BEGIN Data provided

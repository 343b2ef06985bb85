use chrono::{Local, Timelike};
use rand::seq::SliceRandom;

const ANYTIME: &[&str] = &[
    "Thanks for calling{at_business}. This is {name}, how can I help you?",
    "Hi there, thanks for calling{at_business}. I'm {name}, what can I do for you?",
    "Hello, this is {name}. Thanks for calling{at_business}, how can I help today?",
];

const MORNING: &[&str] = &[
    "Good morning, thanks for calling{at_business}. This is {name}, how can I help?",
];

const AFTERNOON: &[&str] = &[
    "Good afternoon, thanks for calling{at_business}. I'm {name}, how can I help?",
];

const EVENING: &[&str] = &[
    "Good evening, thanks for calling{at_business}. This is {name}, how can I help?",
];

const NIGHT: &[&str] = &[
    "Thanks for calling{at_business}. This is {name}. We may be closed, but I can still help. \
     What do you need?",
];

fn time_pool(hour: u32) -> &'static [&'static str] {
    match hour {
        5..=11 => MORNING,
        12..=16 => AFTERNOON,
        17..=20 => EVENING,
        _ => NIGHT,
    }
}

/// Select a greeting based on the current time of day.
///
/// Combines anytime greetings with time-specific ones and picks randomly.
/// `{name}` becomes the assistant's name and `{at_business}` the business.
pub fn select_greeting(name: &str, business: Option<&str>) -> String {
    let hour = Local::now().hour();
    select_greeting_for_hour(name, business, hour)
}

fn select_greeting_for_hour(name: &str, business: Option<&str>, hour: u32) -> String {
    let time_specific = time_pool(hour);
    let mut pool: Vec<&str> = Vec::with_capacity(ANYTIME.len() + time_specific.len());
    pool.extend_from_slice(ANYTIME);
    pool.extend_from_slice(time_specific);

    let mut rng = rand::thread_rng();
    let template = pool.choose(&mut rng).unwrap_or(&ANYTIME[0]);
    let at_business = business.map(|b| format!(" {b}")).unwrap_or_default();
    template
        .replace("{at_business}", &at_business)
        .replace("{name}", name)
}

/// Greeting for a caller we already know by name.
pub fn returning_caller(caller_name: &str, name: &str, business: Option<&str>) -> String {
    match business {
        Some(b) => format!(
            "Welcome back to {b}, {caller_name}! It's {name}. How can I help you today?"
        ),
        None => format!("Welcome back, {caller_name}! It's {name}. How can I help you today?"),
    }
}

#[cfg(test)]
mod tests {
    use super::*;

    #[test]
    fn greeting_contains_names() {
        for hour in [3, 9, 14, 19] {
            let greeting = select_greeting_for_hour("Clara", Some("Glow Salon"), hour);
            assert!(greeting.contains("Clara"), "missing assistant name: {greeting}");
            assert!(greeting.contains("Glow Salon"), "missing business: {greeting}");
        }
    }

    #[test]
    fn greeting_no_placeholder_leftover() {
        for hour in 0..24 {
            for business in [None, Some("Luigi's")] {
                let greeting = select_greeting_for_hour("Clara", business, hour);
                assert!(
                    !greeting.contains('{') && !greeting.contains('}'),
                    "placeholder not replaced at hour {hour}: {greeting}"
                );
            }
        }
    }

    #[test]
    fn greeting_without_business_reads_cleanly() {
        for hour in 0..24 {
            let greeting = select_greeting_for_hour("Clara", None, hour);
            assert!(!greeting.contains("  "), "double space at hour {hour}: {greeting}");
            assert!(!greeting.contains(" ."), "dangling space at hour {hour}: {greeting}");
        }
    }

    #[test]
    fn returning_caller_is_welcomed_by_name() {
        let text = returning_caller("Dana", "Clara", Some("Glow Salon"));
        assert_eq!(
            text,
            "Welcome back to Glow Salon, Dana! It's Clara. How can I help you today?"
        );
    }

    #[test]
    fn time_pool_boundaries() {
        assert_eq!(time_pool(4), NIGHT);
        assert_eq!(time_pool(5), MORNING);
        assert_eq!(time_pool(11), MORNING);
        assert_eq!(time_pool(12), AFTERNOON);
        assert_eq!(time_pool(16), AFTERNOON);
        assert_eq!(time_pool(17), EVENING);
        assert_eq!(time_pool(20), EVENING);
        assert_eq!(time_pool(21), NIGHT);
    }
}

END Data provided

- **Work to complete**
Retype exactly. Start at the line with "assert_eq!(time_pool(20), EVENING);" and stop at the last line of the data.

- **Completed exercise**
        assert_eq!(time_pool(20), EVENING);
        assert_eq!(time_pool(21), NIGHT);
    }
}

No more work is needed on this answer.